[Data Boundary: Start]

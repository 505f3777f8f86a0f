//! Vote listing, vote detail and tag-filtered listing

use axum::{
    extract::{Path, Query, State},
    Json,
};
use okn_common::db::tags::{count_votes_tagged, vote_tags_with_scores, votes_tagged, TagScore};
use okn_common::db::votes::{actions_for_vote, count_filtered, filter_and_order, get_vote, Vote, VoteAction};
use okn_common::time;
use serde::Serialize;
use tracing::debug;

use crate::error::ApiResult;
use crate::listing::{friend_pages, FriendPages, VoteListingQuery};
use crate::pagination::{calculate_pagination, PageQuery, Pagination};
use crate::AppState;

/// Active (normalized) listing parameters
#[derive(Debug, Serialize)]
pub struct ActiveFilter {
    pub vote_type: &'static str,
    pub time: &'static str,
    pub order: &'static str,
}

#[derive(Debug, Serialize)]
pub struct VoteListing {
    pub filter: ActiveFilter,
    pub friend_pages: FriendPages,
    pub show_stands: Vec<String>,
    pub pagination: Pagination,
    pub votes: Vec<Vote>,
}

/// GET /vote/
pub async fn list_votes(
    State(state): State<AppState>,
    Query(query): Query<VoteListingQuery>,
) -> ApiResult<Json<VoteListing>> {
    let filter = query.filter();
    let now = time::now();
    debug!("Vote listing with {:?}", filter);

    let total = count_filtered(&state.db, &filter, now).await?;
    let page = PageQuery { page: query.page.clone() }.requested();
    let pagination = calculate_pagination(total, page);
    let votes = filter_and_order(&state.db, &filter, now, pagination.limit(), pagination.offset).await?;

    Ok(Json(VoteListing {
        filter: ActiveFilter {
            vote_type: filter.vote_type.map_or("all", |t| t.as_str()),
            time: filter.time.as_str(),
            order: filter.order.as_str(),
        },
        friend_pages: friend_pages(&filter),
        show_stands: query.show_stands(),
        pagination,
        votes,
    }))
}

#[derive(Debug, Serialize)]
pub struct VoteDetail {
    pub vote: Vote,
    pub passed: bool,
    pub actions: Vec<VoteAction>,
    pub tags: Vec<TagScore>,
}

/// GET /vote/{id}
pub async fn vote_detail(
    State(state): State<AppState>,
    Path(id): Path<i64>,
) -> ApiResult<Json<VoteDetail>> {
    let vote = get_vote(&state.db, id).await?;
    let actions = actions_for_vote(&state.db, id).await?;
    let tags = vote_tags_with_scores(&state.db, id).await?;

    Ok(Json(VoteDetail {
        passed: vote.passed(),
        vote,
        actions,
        tags,
    }))
}

#[derive(Debug, Serialize)]
pub struct TaggedVotes {
    pub title: String,
    pub tag: String,
    pub pagination: Pagination,
    pub votes: Vec<Vote>,
}

/// GET /vote/tagged/{tag}
///
/// An unknown tag is an empty listing, not a missing page.
pub async fn tagged_votes(
    State(state): State<AppState>,
    Path(tag): Path<String>,
    Query(page): Query<PageQuery>,
) -> ApiResult<Json<TaggedVotes>> {
    let total = count_votes_tagged(&state.db, &tag).await?;
    let pagination = calculate_pagination(total, page.requested());
    let votes = votes_tagged(&state.db, &tag, pagination.limit(), pagination.offset).await?;

    Ok(Json(TaggedVotes {
        title: format!("Votes tagged {}", tag),
        tag,
        pagination,
        votes,
    }))
}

[Data Boundary: End]

* Problem requirements: Make a faithful copy of every record above.

* Answer:
repository 505f3777f8f86a0f
//! Vote listing, vote detail and tag-filtered listing

use axum::{
    extract::{Path, Query, State},
    Json,
};
use okn_common::db::tags::{count_votes_tagged, vote_tags_with_scores, votes_tagged, TagScore};
use okn_common::db::votes::{actions_for_vote, count_filtered, filter_and_order, get_vote, Vote, VoteAction};
use okn_common::time;
use serde::Serialize;
use tracing::debug;

use crate::error::ApiResult;
use crate::listing::{friend_pages, FriendPages, VoteListingQuery};
use crate::pagination::{calculate_pagination, PageQuery, Pagination};
use crate::AppState;

/// Active (normalized) listing parameters
#[derive(Debug, Serialize)]
pub struct ActiveFilter {
    pub vote_type: &'static str,
    pub time: &'static str,
    pub order: &'static str,
}

#[derive(Debug, Serialize)]
pub struct VoteListing {
    pub filter: ActiveFilter,
    pub friend_pages: FriendPages,
    pub show_stands: Vec<String>,
    pub pagination: Pagination,
    pub votes: Vec<Vote>,
}

/// GET /vote/
pub async fn list_votes(
    State(state): State<AppState>,
    Query(query): Query<VoteListingQuery>,
) -> ApiResult<Json<VoteListing>> {
    let filter = query.filter();
    let now = time::now();
    debug!("Vote listing with {:?}", filter);

    let total = count_filtered(&state.db, &filter, now).await?;
    let page = PageQuery { page: query.page.clone() }.requested();
    let pagination = calculate_pagination(total, page);
    let votes = filter_and_order(&state.db, &filter, now, pagination.limit(), pagination.offset).await?;

    Ok(Json(VoteListing {
        filter: ActiveFilter {
            vote_type: filter.vote_type.map_or("all", |t| t.as_str()),
            time: filter.time.as_str(),
            order: filter.order.as_str(),
        },
        friend_pages: friend_pages(&filter),
        show_stands: query.show_stands(),
        pagination,
        votes,
    }))
}

#[derive(Debug, Serialize)]
pub struct VoteDetail {
    pub vote: Vote,
    pub passed: bool,
    pub actions: Vec<VoteAction>,
    pub tags: Vec<TagScore>,
}

/// GET /vote/{id}
pub async fn vote_detail(
    State(state): State<AppState>,
    Path(id): Path<i64>,
) -> ApiResult<Json<VoteDetail>> {
    let vote = get_vote(&state.db, id).await?;
    let actions = actions_for_vote(&state.db, id).await?;
    let tags = vote_tags_with_scores(&state.db, id).await?;

    Ok(Json(VoteDetail {
        passed: vote.passed(),
        vote,
        actions,
        tags,
    }))
}

#[derive(Debug, Serialize)]
pub struct TaggedVotes {
    pub title: String,
    pub tag: String,
    pub pagination: Pagination,
    pub votes: Vec<Vote>,
}

/// GET /vote/tagged/{tag}
///
/// An unknown tag is an empty listing, not a missing page.
pub async fn tagged_votes(
    State(state): State<AppState>,
    Path(tag): Path<String>,
    Query(page): Query<PageQuery>,
) -> ApiResult<Json<TaggedVotes>> {
    let total = count_votes_tagged(&state.db, &tag).await?;
    let pagination = calculate_pagination(total, page.requested());
    let votes = votes_tagged(&state.db, &tag, pagination.limit(), pagination.offset).await?;

    Ok(Json(TaggedVotes {
        title: format!("Votes tagged {}", tag),
        tag,
        pagination,
        votes,
    }))
}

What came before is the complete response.